> _WHAT NEEDS TO BE DONE_
Search the entries below for "SkillSummary" and copy each matching line.

> _EXCERPTED DATA_

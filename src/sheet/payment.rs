use serde::{Deserialize, Serialize};
use thiserror::Error;
use utoipa::ToSchema;

use crate::model::designation::Designation;
use crate::sheet::attendance::WorkerAttendanceRow;

/// Employees' Provident Fund share of gross pay, in percent.
pub const EPF_PERCENT: u64 = 12;
pub const SIGNATURE_LABEL: &str = "A/C Transfer";

/// Day rate per designation bucket.
#[derive(Debug, Copy, Clone, Eq, PartialEq, Serialize, Deserialize, ToSchema)]
#[serde(rename_all = "camelCase")]
pub struct SkillRateTable {
    #[schema(example = 633)]
    pub high_skilled: u64,
    #[schema(example = 571)]
    pub skilled: u64,
    #[schema(example = 466)]
    pub unskilled: u64,
}

impl Default for SkillRateTable {
    fn default() -> Self {
        SkillRateTable {
            high_skilled: 633,
            skilled: 571,
            unskilled: 466,
        }
    }
}

impl SkillRateTable {
    pub fn rate_for(&self, designation: Designation) -> u64 {
        match designation {
            Designation::HighSkilled => self.high_skilled,
            Designation::Skilled => self.skilled,
            Designation::Unskilled => self.unskilled,
        }
    }
}

/// ceil(gross * 12 / 100); always rounds up.
pub fn epf_deduction(gross: u64) -> u64 {
    (gross * EPF_PERCENT).div_ceil(100)
}

#[derive(Debug, Error, PartialEq)]
#[error("other payment must be a non-negative number, got {0}")]
pub struct InvalidAmount(pub f64);

/// One worker's line on the payment sheet.
///
/// Gross, EPF and balance are fixed at derivation time; only other payment
/// (and the total that follows from it) can change afterwards.
#[derive(Debug, Clone, PartialEq, Serialize, ToSchema)]
#[serde(rename_all = "camelCase")]
pub struct PaymentLine {
    sr_no: usize,
    worker_id: String,
    worker_name: String,
    designation: Designation,
    total_days: u32,
    rate: u64,
    gross: u64,
    epf_deduction: u64,
    balance: u64,
    other_payment: f64,
    total_payment: f64,
    #[schema(value_type = String, example = "A/C Transfer")]
    signature: &'static str,
    ncp_days: u32,
}

impl PaymentLine {
    pub fn derive(sr_no: usize, row: &WorkerAttendanceRow, rates: &SkillRateTable) -> Self {
        let total_days = row.present_count();
        let rate = rates.rate_for(row.designation());
        let gross = u64::from(total_days) * rate;
        let epf = epf_deduction(gross);
        let balance = gross - epf;

        PaymentLine {
            sr_no,
            worker_id: row.worker_id().to_string(),
            worker_name: row.name().to_string(),
            designation: row.designation(),
            total_days,
            rate,
            gross,
            epf_deduction: epf,
            balance,
            other_payment: 0.0,
            total_payment: balance as f64,
            signature: SIGNATURE_LABEL,
            ncp_days: row.ncp_count(),
        }
    }

    pub fn set_other_payment(&mut self, amount: f64) -> Result<(), InvalidAmount> {
        if !amount.is_finite() || amount < 0.0 {
            return Err(InvalidAmount(amount));
        }
        self.other_payment = amount;
        self.total_payment = self.balance as f64 + amount;
        Ok(())
    }

    pub fn worker_id(&self) -> &str {
        &self.worker_id
    }

    pub fn designation(&self) -> Designation {
        self.designation
    }

    pub fn total_days(&self) -> u32 {
        self.total_days
    }

    pub fn gross(&self) -> u64 {
        self.gross
    }

    pub fn epf(&self) -> u64 {
        self.epf_deduction
    }

    pub fn balance(&self) -> u64 {
        self.balance
    }

    pub fn other_payment(&self) -> f64 {
        self.other_payment
    }

    pub fn total_payment(&self) -> f64 {
        self.total_payment
    }

    pub fn ncp_days(&self) -> u32 {
        self.ncp_days
    }
}

#[derive(Debug, Clone, Default, PartialEq, Serialize, ToSchema)]
#[serde(rename_all = "camelCase")]
pub struct PaymentTotals {
    pub total_days: u32,
    pub gross: u64,
    pub epf_deduction: u64,
    pub balance: u64,
    pub other_payment: f64,
    pub total_payment: f64,
    pub ncp_days: u32,
}

impl PaymentTotals {
    pub fn from_lines(lines: &[PaymentLine]) -> Self {
        lines.iter().fold(PaymentTotals::default(), |mut acc, l| {
            acc.total_days += l.total_days();
            acc.gross += l.gross();
            acc.epf_deduction += l.epf();
            acc.balance += l.balance();
            acc.other_payment += l.other_payment();
            acc.total_payment += l.total_payment();
            acc.ncp_days += l.ncp_days();
            acc
        })
    }
}

/// Present days worked per designation bucket.
#[derive(Debug, Clone, Default, PartialEq, Eq, Serialize, ToSchema)]
#[serde(rename_all = "camelCase")]
pub struct SkillSummary {
    pub high_skilled: u32,
    pub skilled: u32,
    pub unskilled: u32,
}

impl SkillSummary {
    pub fn from_lines(lines: &[PaymentLine]) -> Self {
        lines.iter().fold(SkillSummary::default(), |mut acc, l| {
            match l.designation() {
                Designation::HighSkilled => acc.high_skilled += l.total_days(),
                Designation::Skilled => acc.skilled += l.total_days(),
                Designation::Unskilled => acc.unskilled += l.total_days(),
            }
            acc
        })
    }
}

#[cfg(test)]
mod tests {
    use super::*;
    use crate::model::attendance::AttendanceMark::{Absent as A, Off as O, Present as P};

    fn row(designation: Designation, present: usize, absent: usize) -> WorkerAttendanceRow {
        let mut marks = vec![P; present];
        marks.extend(vec![A; absent]);
        marks.extend(vec![O; 31usize.saturating_sub(present + absent)]);
        WorkerAttendanceRow::new("w-1", "GULZAR SINGH", designation, marks)
    }

    #[test]
    fn epf_rounds_up_never_down() {
        assert_eq!(epf_deduction(0), 0);
        assert_eq!(epf_deduction(1000), 120);
        assert_eq!(epf_deduction(1001), 121);
        assert_eq!(epf_deduction(1), 1);
        assert_eq!(epf_deduction(17 * 466), 951);
        assert_eq!(epf_deduction(15417), 1851);
    }

    #[test]
    fn skilled_worker_with_twenty_seven_days() {
        let line = PaymentLine::derive(1, &row(Designation::Skilled, 27, 0), &SkillRateTable::default());

        assert_eq!(line.total_days(), 27);
        assert_eq!(line.rate, 571);
        assert_eq!(line.gross(), 15417);
        assert_eq!(line.epf(), 1851);
        assert_eq!(line.balance(), 13566);
        assert_eq!(line.other_payment(), 0.0);
        assert_eq!(line.total_payment(), 13566.0);
        assert_eq!(line.ncp_days(), 0);
        assert_eq!(line.signature, SIGNATURE_LABEL);
    }

    #[test]
    fn rate_follows_designation() {
        let rates = SkillRateTable {
            high_skilled: 700,
            skilled: 600,
            unskilled: 500,
        };
        let high = PaymentLine::derive(1, &row(Designation::HighSkilled, 10, 2), &rates);
        let low = PaymentLine::derive(2, &row(Designation::Unskilled, 10, 2), &rates);
        assert_eq!(high.gross(), 7000);
        assert_eq!(low.gross(), 5000);
        assert_eq!(high.ncp_days(), 2);
    }

    #[test]
    fn other_payment_only_moves_the_total() {
        let mut line = PaymentLine::derive(1, &row(Designation::Skilled, 27, 0), &SkillRateTable::default());
        let (gross, epf, balance) = (line.gross(), line.epf(), line.balance());

        line.set_other_payment(250.5).unwrap();
        assert_eq!(line.total_payment(), 13816.5);
        line.set_other_payment(0.0).unwrap();
        assert_eq!(line.total_payment(), 13566.0);

        assert_eq!((line.gross(), line.epf(), line.balance()), (gross, epf, balance));
    }

    #[test]
    fn negative_or_nan_other_payment_is_refused() {
        let mut line = PaymentLine::derive(1, &row(Designation::Skilled, 3, 0), &SkillRateTable::default());
        line.set_other_payment(100.0).unwrap();

        assert_eq!(line.set_other_payment(-1.0), Err(InvalidAmount(-1.0)));
        assert!(line.set_other_payment(f64::NAN).is_err());
        assert_eq!(line.other_payment(), 100.0);
        assert_eq!(line.total_payment(), line.balance() as f64 + 100.0);
    }

    #[test]
    fn totals_and_skill_summary() {
        let rates = SkillRateTable::default();
        let mut lines = vec![
            PaymentLine::derive(1, &row(Designation::HighSkilled, 25, 1), &rates),
            PaymentLine::derive(2, &row(Designation::Skilled, 27, 0), &rates),
            PaymentLine::derive(3, &row(Designation::Skilled, 20, 4), &rates),
        ];
        lines[0].set_other_payment(500.0).unwrap();

        let totals = PaymentTotals::from_lines(&lines);
        assert_eq!(totals.total_days, 72);
        assert_eq!(totals.ncp_days, 5);
        assert_eq!(totals.gross, 25 * 633 + 27 * 571 + 20 * 571);
        assert_eq!(totals.gross, totals.epf_deduction + totals.balance);
        assert_eq!(totals.total_payment, totals.balance as f64 + 500.0);

        let summary = SkillSummary::from_lines(&lines);
        assert_eq!(summary, SkillSummary { high_skilled: 25, skilled: 47, unskilled: 0 });
    }
}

> _EXPECTED ANSWER_
pub struct SkillSummary {
impl SkillSummary {
        lines.iter().fold(SkillSummary::default(), |mut acc, l| {
        let summary = SkillSummary::from_lines(&lines);
        assert_eq!(summary, SkillSummary { high_skilled: 25, skilled: 47, unskilled: 0 });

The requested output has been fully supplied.